4.4 Content analysis - Records are assessed to determine their importance and value in order to determine the proper system and methods for control and protection.
4.5 Classification for control - Business activities and/or records are systematically identified and assigned to categories according to logically structured conventions, methods, and procedural rules represented in classification schemes for retention, disposition, protection, and authorized activities.
4.6 Classification for searching - Business activities and/or records are systematically identified and assigned to categories according to logically structured conventions, methods, and procedural rules represented in classification schemes for discovery and business use retrieval.
4.7 Searching - Records or collections of records can be identified through user-defined parameters for the purpose of confirming, locating, accessing and retrieving records, files and/or their metadata.
5. System Control
5.1 Capture - A record or a set of records is registered, classified and physically entered into a system in ways that preserve the integrity of the original document and add appropriate metadata about the record.
5.2 Transmitting - Records can be sent from a system holding records while retaining the integrity of the original document and the associated metadata.
5.3 Storing - Records entered into a system are handled and managed in ways that preserve the record's content and structure and maintain the ability for the record to be successfully displayed.
5.4 Retrieving - Records entered into a system are handled and managed in ways that identify all components of the record and the location of those components so that the complete record can be found and presented to the requestor when needed.

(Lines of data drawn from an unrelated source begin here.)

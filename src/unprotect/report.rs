//! Resultado estructurado de una operación de desbloqueo.

use serde::{Deserialize, Serialize};
use std::path::PathBuf;

/// Estado final de una parte procesada dentro del paquete.
#[derive(Clone, Debug, PartialEq, Serialize, Deserialize)]
pub enum PartStatus {
    /// La parte contenía el marcador de protección y fue eliminado.
    ProtectionRemoved,
    /// La parte no contenía protección; su contenido queda intacto.
    NoProtectionFound,
    /// La manipulación de la parte falló; el paquete se genera igualmente.
    Failed { detail: String },
}

/// Resultado por parte, identificada por su ruta relativa dentro del paquete.
#[derive(Clone, Debug, Serialize, Deserialize)]
pub struct PartReport {
    pub part: String,
    pub status: PartStatus,
}

/// Desenlace de una invocación completa.
#[derive(Clone, Debug, Serialize, Deserialize)]
pub enum ProcessReport {
    /// Falta una carpeta o parte estructural esperada; no se genera copia.
    StructureMissing { missing: String },
    /// El libro no contiene ninguna parte de hoja; no se genera copia.
    NoWorksheetParts,
    /// Operación completada con la copia escrita en `output`.
    Completed {
        parts: Vec<PartReport>,
        output: PathBuf,
    },
}

impl ProcessReport {
    /// Código de salida del proceso asociado a cada desenlace.
    pub fn exit_code(&self) -> u8 {
        match self {
            ProcessReport::Completed { .. } => 0,
            ProcessReport::StructureMissing { .. } => 3,
            ProcessReport::NoWorksheetParts => 4,
        }
    }
}
//! Directorio de trabajo temporal con limpieza garantizada.

use std::path::{Path, PathBuf};
use std::time::{SystemTime, UNIX_EPOCH};
use std::{env, fs, io, process};

/// Directorio temporal donde se expande el paquete durante una operación.
///
/// Se elimina recursivamente al salir del ámbito, incluidas las salidas
/// tempranas por `?`.
pub(crate) struct WorkDir {
    path: PathBuf,
}

impl WorkDir {
    /// Crea un directorio fresco en el área temporal del sistema.
    ///
    /// El nombre combina el nombre base del documento con el pid y una marca
    /// de tiempo para que dos ejecuciones simultáneas sobre archivos con el
    /// mismo nombre no colisionen.
    pub(crate) fn create(source: &Path) -> io::Result<Self> {
        let stem = source.file_stem().unwrap_or_default().to_string_lossy();
        let timestamp = SystemTime::now()
            .duration_since(UNIX_EPOCH)
            .map(|d| d.as_nanos())
            .unwrap_or(0);

        let path = env::temp_dir().join(format!("{}_{}_{}", stem, process::id(), timestamp));
        fs::create_dir_all(&path)?;
        Ok(Self { path })
    }

    pub(crate) fn path(&self) -> &Path {
        &self.path
    }
}

impl Drop for WorkDir {
    fn drop(&mut self) {
        if self.path.exists() {
            let _ = fs::remove_dir_all(&self.path);
        }
    }
}
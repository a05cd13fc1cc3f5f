//! Core data models for wxpanel
//!
//! This module contains the raw forecast values as decoded from the Open-Meteo
//! API, before any rounding or formatting is applied.

pub mod forecast;

pub use forecast::{ErrorKind, ForecastClient, ForecastRequest, RetryPolicy, WeatherError};

use chrono::{DateTime, NaiveDate, Utc};
use serde::{Deserialize, Deserializer, Serialize};

/// Current-weather variables requested from the API, in request order
pub const CURRENT_FIELDS: [&str; 5] = [
    "temperature_2m",
    "apparent_temperature",
    "precipitation",
    "wind_speed_10m",
    "wind_direction_10m",
];

/// Daily variables requested from the API, in request order
pub const DAILY_FIELDS: [&str; 4] = [
    "temperature_2m_max",
    "temperature_2m_min",
    "apparent_temperature_max",
    "apparent_temperature_min",
];

/// Current conditions at the configured location
#[derive(Debug, Clone, PartialEq, Serialize, Deserialize)]
pub struct CurrentConditions {
    /// Air temperature at 2m in Celsius
    pub temperature: f64,
    /// Feels-like temperature in Celsius
    pub apparent_temperature: f64,
    /// Precipitation in mm over the preceding interval
    pub precipitation: f64,
    /// Wind speed at 10m in km/h
    pub wind_speed: f64,
    /// Wind direction at 10m in degrees
    pub wind_direction: f64,
}

/// Daily forecast arrays, element `i` belonging to day offset `i`
///
/// Missing values (JSON `null`) are decoded as NaN so that one gap does not
/// discard the whole series.
#[derive(Debug, Clone, Default, PartialEq, Serialize, Deserialize)]
pub struct DailySeries {
    /// Calendar dates as returned by the API
    pub dates: Vec<NaiveDate>,
    /// Daily maximum temperature in Celsius
    #[serde(deserialize_with = "nullable_series")]
    pub temperature_max: Vec<f64>,
    /// Daily minimum temperature in Celsius
    #[serde(deserialize_with = "nullable_series")]
    pub temperature_min: Vec<f64>,
    /// Daily maximum apparent temperature in Celsius
    #[serde(deserialize_with = "nullable_series")]
    pub apparent_max: Vec<f64>,
    /// Daily minimum apparent temperature in Celsius
    #[serde(deserialize_with = "nullable_series")]
    pub apparent_min: Vec<f64>,
}

impl DailySeries {
    /// Returns each value series paired with its API field name
    pub fn named_series(&self) -> [(&'static str, &[f64]); 4] {
        [
            (DAILY_FIELDS[0], &self.temperature_max),
            (DAILY_FIELDS[1], &self.temperature_min),
            (DAILY_FIELDS[2], &self.apparent_max),
            (DAILY_FIELDS[3], &self.apparent_min),
        ]
    }
}

/// A complete forecast response
#[derive(Debug, Clone, PartialEq, Serialize, Deserialize)]
pub struct Forecast {
    /// Current conditions
    pub current: CurrentConditions,
    /// Daily forecast series
    pub daily: DailySeries,
    /// When this data was fetched from the API
    pub fetched_at: DateTime<Utc>,
}

/// Decodes an array of nullable numbers, mapping `null` to NaN
pub(crate) fn nullable_series<'de, D>(deserializer: D) -> Result<Vec<f64>, D::Error>
where
    D: Deserializer<'de>,
{
    let values: Vec<Option<f64>> = Vec::deserialize(deserializer)?;
    Ok(values.into_iter().map(|v| v.unwrap_or(f64::NAN)).collect())
}

#[cfg(test)]
mod tests {
    use super::*;

    fn series(len: usize) -> DailySeries {
        DailySeries {
            dates: (0..len)
                .map(|i| NaiveDate::from_ymd_opt(2024, 7, 15 + i as u32).unwrap())
                .collect(),
            temperature_max: vec![20.0; len],
            temperature_min: vec![10.0; len],
            apparent_max: vec![21.0; len],
            apparent_min: vec![9.0; len],
        }
    }

    #[test]
    fn test_named_series_follows_request_order() {
        let daily = series(2);
        let names: Vec<&str> = daily.named_series().iter().map(|(n, _)| *n).collect();
        assert_eq!(names, DAILY_FIELDS.to_vec());
    }

    #[test]
    fn test_nulls_decode_as_nan() {
        let json = r#"{
            "dates": ["2024-07-15", "2024-07-16"],
            "temperature_max": [21.5, null],
            "temperature_min": [11.0, 12.0],
            "apparent_max": [22.0, 23.0],
            "apparent_min": [10.0, null]
        }"#;

        let daily: DailySeries = serde_json::from_str(json).expect("Failed to parse series");

        assert!((daily.temperature_max[0] - 21.5).abs() < 0.001);
        assert!(daily.temperature_max[1].is_nan());
        assert!(daily.apparent_min[1].is_nan());
        assert_eq!(daily.dates[1], NaiveDate::from_ymd_opt(2024, 7, 16).unwrap());
    }

    #[test]
    fn test_forecast_survives_cache_encoding_with_gaps() {
        // serde_json writes NaN as null, which must read back
        let mut daily = series(2);
        daily.temperature_min[1] = f64::NAN;
        let forecast = Forecast {
            current: CurrentConditions {
                temperature: 18.2,
                apparent_temperature: 17.0,
                precipitation: 0.0,
                wind_speed: 9.4,
                wind_direction: 250.0,
            },
            daily,
            fetched_at: Utc::now(),
        };

        let json = serde_json::to_string(&forecast).expect("Failed to serialize Forecast");
        let decoded: Forecast = serde_json::from_str(&json).expect("Failed to deserialize Forecast");

        assert!(decoded.daily.temperature_min[1].is_nan());
        assert!((decoded.daily.temperature_min[0] - 10.0).abs() < 0.001);
        assert!((decoded.current.wind_direction - 250.0).abs() < 0.001);
    }
}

5.5 Manipulating - Records entered into a system are handled and managed in ways that prevent unauthorized changes, track authorized changes, and allow copies to be made for creating extracts or starting new records.
5.6 Displaying (rendering) - Records retrieved from a system are converted from an electronic format into a physical format that can be interpreted by a human being.
5.7 Backup and recovery - Records and the systems holding records are managed in ways that reduce exposure to loss of records due to system failure, operator error, disaster, or willful destruction.
5.8 Purging, transfer and migration - Storage and preservation strategies are used to minimize storage costs, to protect records from media and technology decay and to allow records to be assigned to new owners as part of disposition review and action.
5.9 Destruction - Records that have reached the end of their useful life are eliminated or deleted beyond possible reconstruction.